Look through the listing underneath for "label", and copy every line that has it.

----------------------------------------

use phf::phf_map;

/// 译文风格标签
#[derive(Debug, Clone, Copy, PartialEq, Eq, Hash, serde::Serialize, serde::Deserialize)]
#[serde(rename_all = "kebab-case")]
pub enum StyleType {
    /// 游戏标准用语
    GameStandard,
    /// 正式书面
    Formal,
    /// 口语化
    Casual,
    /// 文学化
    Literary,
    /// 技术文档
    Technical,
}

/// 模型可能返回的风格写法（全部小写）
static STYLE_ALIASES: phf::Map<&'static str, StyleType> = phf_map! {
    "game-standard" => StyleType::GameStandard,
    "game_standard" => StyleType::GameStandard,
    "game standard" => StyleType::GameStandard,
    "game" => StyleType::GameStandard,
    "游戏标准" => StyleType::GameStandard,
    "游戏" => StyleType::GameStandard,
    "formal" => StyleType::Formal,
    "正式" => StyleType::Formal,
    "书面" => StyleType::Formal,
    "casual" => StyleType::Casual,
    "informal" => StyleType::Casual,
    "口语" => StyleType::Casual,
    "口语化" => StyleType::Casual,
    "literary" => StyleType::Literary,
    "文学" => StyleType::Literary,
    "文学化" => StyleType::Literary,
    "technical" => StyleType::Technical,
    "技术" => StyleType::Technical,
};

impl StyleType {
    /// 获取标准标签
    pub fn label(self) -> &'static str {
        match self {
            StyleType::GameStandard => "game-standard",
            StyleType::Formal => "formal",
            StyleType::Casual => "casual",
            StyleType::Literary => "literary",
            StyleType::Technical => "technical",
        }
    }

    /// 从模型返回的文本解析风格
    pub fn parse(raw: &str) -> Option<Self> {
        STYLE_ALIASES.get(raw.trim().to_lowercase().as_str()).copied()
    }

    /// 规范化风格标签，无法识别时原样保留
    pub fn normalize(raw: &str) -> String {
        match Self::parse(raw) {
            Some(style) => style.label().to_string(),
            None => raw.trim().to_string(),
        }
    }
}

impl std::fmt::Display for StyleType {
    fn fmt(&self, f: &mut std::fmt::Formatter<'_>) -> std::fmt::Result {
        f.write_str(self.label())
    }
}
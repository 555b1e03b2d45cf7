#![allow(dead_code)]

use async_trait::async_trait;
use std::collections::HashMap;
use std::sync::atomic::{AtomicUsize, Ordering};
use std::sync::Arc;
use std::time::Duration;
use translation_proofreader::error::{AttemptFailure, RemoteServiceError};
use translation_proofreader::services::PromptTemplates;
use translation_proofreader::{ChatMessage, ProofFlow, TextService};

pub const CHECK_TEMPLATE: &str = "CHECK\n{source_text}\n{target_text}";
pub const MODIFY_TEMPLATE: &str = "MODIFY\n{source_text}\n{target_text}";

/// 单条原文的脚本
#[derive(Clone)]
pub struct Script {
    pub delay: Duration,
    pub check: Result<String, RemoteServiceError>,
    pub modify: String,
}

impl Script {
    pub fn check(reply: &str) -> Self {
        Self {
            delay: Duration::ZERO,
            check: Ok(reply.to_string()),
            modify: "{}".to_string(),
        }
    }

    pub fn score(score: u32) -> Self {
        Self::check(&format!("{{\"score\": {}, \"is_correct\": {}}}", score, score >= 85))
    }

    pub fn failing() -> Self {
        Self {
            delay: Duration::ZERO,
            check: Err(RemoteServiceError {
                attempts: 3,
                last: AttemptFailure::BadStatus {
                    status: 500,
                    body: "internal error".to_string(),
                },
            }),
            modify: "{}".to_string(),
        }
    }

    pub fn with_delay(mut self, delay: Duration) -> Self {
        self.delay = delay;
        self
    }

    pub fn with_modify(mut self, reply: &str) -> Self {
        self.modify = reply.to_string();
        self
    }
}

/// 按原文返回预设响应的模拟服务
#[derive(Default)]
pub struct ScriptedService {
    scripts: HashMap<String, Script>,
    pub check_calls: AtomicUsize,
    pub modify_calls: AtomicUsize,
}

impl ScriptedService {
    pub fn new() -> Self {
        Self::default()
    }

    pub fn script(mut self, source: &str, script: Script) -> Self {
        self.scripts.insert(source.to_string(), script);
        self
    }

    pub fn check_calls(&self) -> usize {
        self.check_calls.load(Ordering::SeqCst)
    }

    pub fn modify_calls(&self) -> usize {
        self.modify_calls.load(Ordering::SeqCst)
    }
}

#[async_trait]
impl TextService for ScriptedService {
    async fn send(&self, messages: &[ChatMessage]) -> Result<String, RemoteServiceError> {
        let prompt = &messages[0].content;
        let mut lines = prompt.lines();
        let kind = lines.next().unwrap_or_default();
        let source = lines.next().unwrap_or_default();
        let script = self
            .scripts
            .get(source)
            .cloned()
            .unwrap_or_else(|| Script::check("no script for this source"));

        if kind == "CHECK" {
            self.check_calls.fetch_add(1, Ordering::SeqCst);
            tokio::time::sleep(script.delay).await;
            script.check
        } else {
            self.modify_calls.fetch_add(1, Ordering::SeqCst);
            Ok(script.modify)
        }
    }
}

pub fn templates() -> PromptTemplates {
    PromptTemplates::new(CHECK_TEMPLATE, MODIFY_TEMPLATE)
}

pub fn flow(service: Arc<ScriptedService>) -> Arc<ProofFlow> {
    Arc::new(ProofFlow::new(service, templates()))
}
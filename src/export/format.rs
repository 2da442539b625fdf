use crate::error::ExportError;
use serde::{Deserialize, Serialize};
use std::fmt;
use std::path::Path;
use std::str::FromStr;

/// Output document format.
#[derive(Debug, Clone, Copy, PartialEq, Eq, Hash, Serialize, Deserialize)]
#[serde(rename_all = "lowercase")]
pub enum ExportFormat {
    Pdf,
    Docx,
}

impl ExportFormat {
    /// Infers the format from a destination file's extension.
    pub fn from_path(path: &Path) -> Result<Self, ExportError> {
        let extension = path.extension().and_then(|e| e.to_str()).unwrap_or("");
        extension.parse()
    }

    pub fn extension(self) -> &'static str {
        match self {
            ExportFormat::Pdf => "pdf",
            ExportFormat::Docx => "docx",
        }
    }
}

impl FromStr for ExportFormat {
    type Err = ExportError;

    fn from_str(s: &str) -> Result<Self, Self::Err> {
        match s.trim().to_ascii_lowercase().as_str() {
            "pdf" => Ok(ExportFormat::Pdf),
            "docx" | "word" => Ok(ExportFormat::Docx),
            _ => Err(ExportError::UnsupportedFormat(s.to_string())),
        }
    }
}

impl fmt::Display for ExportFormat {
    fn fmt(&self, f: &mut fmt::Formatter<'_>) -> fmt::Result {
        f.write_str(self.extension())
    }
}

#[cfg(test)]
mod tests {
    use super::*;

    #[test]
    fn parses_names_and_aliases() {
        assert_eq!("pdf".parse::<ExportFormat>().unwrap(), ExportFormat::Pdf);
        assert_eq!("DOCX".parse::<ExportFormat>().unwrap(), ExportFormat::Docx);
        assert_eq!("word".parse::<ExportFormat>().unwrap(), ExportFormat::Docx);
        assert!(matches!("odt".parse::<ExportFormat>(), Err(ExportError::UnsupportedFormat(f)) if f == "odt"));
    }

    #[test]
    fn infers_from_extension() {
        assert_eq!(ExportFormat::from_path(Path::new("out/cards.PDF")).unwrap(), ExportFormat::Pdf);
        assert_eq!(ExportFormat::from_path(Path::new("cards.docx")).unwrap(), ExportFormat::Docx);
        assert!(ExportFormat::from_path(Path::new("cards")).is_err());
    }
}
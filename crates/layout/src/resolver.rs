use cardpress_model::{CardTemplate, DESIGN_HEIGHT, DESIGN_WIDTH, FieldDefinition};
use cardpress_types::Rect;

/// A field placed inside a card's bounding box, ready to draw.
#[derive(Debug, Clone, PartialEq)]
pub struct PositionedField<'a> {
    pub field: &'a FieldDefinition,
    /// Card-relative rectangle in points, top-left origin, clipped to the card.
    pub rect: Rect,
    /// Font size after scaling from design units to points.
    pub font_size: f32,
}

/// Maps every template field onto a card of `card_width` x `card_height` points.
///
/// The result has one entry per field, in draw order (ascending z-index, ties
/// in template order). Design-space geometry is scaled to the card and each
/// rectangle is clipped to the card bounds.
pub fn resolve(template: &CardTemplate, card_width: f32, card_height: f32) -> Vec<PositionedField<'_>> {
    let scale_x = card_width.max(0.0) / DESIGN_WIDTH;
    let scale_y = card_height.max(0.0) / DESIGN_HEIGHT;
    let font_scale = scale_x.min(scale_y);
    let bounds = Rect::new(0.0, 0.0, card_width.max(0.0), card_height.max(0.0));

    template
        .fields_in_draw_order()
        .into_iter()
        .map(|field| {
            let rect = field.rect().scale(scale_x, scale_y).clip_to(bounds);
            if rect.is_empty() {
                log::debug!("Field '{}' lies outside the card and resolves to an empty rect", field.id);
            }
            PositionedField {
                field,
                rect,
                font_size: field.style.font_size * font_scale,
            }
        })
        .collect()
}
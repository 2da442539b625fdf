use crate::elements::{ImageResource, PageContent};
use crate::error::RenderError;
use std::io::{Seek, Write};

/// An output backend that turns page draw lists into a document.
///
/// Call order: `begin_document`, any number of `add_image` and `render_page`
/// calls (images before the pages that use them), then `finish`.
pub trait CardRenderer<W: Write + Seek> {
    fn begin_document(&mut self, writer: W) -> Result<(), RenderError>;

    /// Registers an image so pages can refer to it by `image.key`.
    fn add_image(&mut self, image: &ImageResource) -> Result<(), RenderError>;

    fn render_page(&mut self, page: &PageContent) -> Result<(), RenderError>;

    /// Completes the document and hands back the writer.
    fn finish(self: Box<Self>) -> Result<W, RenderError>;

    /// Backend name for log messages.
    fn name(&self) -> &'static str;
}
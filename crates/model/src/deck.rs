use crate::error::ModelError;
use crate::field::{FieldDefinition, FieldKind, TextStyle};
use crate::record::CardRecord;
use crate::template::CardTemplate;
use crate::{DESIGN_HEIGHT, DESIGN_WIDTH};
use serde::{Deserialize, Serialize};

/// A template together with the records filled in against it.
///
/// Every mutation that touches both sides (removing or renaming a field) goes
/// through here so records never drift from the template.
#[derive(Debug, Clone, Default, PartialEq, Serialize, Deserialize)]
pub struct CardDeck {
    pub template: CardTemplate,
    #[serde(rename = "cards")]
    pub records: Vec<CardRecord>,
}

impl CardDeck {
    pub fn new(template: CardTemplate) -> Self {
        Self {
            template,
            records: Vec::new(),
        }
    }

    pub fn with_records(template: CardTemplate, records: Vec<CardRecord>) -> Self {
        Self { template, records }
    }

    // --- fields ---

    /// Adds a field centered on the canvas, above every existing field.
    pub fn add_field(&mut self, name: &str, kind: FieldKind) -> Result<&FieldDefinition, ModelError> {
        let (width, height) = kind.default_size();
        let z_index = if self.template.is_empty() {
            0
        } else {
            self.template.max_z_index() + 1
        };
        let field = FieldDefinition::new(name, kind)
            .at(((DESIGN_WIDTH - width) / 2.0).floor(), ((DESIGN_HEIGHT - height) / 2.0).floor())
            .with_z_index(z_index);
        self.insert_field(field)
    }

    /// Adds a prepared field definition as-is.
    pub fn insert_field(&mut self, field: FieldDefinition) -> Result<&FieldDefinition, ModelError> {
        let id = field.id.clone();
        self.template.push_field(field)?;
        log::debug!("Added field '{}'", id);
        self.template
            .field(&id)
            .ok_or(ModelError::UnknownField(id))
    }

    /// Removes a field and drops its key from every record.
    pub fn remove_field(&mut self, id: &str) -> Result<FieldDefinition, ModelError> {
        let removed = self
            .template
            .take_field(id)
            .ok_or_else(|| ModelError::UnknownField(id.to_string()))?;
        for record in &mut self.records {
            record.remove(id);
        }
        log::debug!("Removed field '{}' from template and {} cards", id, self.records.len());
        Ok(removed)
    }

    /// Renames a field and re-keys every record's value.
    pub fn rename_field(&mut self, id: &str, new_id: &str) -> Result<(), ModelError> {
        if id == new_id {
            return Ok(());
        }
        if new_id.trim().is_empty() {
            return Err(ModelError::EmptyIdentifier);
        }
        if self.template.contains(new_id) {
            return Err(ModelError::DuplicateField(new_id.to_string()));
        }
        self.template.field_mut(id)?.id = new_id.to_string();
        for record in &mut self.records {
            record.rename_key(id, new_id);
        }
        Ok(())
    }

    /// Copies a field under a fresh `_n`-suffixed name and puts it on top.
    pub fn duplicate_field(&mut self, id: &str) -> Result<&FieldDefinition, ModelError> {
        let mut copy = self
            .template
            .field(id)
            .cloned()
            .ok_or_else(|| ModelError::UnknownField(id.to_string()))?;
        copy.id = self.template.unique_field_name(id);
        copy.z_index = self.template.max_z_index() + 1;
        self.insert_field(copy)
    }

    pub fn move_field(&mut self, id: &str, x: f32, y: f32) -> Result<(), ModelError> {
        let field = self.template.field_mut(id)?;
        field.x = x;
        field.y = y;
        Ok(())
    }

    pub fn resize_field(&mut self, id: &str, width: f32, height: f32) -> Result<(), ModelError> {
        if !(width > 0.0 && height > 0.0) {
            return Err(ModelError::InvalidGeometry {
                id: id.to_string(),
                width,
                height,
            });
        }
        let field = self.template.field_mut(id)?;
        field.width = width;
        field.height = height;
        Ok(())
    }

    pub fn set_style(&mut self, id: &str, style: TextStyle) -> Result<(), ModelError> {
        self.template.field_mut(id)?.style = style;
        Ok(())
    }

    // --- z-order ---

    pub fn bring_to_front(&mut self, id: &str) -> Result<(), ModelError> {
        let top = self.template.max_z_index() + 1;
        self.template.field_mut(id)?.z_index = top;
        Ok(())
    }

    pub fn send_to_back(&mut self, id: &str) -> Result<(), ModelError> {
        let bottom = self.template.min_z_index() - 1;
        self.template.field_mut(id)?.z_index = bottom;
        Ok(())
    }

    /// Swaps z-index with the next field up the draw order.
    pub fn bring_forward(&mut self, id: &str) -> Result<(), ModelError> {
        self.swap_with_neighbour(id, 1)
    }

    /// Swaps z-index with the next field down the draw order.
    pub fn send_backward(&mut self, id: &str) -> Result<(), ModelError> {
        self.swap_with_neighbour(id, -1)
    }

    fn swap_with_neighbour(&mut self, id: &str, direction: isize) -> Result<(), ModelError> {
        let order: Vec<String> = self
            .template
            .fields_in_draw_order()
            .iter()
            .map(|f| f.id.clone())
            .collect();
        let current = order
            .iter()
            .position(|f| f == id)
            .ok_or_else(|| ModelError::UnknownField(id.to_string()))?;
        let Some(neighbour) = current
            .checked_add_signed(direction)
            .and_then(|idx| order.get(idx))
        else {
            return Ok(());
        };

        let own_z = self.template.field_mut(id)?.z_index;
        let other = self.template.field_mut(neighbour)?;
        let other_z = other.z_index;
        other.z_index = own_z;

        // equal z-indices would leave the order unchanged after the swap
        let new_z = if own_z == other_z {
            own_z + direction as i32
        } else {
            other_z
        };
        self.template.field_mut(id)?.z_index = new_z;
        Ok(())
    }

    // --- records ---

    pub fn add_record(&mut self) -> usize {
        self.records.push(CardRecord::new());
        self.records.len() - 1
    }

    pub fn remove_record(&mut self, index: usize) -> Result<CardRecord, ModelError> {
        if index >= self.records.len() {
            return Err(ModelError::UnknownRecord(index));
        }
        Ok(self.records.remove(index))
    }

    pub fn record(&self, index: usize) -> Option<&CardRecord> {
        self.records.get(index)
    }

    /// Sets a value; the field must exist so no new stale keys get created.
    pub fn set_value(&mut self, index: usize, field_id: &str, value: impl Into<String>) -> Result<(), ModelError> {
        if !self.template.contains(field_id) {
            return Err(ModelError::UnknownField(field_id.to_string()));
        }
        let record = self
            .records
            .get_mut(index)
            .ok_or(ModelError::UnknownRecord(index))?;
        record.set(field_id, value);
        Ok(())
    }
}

----------------------------------------

Task answer —
    pub fn label(self) -> &'static str {
            Some(style) => style.label().to_string(),
        f.write_str(self.label())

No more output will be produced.